## [EXERCISE OBJECTIVE]
Could you return the lines below exactly, from the first line up to and including the line that holds "fn from(source: std::str::Utf8Error)"?

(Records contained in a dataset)
※

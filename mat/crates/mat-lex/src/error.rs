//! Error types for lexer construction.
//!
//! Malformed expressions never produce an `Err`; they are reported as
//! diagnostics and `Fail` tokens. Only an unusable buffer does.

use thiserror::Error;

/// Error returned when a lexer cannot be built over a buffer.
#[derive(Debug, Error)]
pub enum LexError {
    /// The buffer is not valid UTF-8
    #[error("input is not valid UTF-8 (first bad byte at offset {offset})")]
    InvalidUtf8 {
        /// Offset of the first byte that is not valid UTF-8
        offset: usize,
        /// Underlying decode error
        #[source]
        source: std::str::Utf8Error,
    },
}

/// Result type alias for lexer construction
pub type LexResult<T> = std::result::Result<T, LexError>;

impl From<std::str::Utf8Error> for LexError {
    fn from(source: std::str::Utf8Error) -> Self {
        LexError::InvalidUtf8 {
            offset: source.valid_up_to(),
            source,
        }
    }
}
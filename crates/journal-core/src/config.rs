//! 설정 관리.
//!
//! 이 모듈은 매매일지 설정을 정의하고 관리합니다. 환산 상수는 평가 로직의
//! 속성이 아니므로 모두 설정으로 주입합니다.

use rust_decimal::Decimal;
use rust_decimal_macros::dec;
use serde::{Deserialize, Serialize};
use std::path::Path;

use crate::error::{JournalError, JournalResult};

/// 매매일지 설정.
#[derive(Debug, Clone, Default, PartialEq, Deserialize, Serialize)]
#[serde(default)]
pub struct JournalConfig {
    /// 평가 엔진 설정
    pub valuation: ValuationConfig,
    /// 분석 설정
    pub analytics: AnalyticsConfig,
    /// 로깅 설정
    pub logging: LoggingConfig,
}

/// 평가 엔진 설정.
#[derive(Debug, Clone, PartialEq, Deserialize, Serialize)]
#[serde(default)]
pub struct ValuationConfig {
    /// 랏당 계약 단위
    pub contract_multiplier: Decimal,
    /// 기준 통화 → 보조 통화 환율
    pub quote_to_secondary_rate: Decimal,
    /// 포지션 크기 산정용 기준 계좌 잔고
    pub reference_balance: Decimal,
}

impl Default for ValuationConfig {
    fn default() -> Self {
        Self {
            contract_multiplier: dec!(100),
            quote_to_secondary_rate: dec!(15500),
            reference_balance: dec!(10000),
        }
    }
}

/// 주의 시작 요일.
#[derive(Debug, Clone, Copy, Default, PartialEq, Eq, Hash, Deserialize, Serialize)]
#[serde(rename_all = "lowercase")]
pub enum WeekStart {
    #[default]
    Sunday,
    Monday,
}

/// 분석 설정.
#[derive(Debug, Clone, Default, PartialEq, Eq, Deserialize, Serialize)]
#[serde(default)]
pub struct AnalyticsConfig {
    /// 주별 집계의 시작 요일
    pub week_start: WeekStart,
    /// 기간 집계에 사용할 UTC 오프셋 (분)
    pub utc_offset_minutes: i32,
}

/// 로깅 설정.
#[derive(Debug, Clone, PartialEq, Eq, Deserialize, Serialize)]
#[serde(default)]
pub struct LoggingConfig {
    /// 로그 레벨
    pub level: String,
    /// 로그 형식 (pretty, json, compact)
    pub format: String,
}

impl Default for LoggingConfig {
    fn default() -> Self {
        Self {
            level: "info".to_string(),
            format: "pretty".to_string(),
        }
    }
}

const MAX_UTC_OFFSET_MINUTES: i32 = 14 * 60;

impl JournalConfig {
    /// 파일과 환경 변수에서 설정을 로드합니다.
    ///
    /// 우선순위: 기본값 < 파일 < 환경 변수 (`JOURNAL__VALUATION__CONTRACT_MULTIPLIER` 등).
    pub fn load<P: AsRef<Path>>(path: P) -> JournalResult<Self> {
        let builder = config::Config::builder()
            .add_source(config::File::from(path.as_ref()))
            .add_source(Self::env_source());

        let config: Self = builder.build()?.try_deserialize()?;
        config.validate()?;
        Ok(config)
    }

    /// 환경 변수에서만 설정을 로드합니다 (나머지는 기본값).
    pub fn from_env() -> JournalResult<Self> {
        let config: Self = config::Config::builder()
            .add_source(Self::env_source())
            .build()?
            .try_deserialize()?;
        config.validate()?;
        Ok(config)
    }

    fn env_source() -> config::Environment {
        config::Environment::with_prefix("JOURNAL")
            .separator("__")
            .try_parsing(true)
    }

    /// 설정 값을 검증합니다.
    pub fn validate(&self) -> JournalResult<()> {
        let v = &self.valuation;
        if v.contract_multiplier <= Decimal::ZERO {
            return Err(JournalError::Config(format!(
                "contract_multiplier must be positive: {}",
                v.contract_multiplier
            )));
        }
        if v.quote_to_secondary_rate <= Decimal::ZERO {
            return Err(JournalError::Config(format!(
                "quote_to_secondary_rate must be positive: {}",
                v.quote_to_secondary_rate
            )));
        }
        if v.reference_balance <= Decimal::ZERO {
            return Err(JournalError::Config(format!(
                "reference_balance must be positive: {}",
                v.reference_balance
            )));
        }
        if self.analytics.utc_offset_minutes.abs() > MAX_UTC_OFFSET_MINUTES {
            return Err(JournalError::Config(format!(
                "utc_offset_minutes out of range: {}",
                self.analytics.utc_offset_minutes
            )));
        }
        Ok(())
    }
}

※

## [TASK RESPONSE]
filename mat/crates/mat-lex/src/error.rs
//! Error types for lexer construction.
//!
//! Malformed expressions never produce an `Err`; they are reported as
//! diagnostics and `Fail` tokens. Only an unusable buffer does.

use thiserror::Error;

/// Error returned when a lexer cannot be built over a buffer.
#[derive(Debug, Error)]
pub enum LexError {
    /// The buffer is not valid UTF-8
    #[error("input is not valid UTF-8 (first bad byte at offset {offset})")]
    InvalidUtf8 {
        /// Offset of the first byte that is not valid UTF-8
        offset: usize,
        /// Underlying decode error
        #[source]
        source: std::str::Utf8Error,
    },
}

/// Result type alias for lexer construction
pub type LexResult<T> = std::result::Result<T, LexError>;

impl From<std::str::Utf8Error> for LexError {
    fn from(source: std::str::Utf8Error) -> Self {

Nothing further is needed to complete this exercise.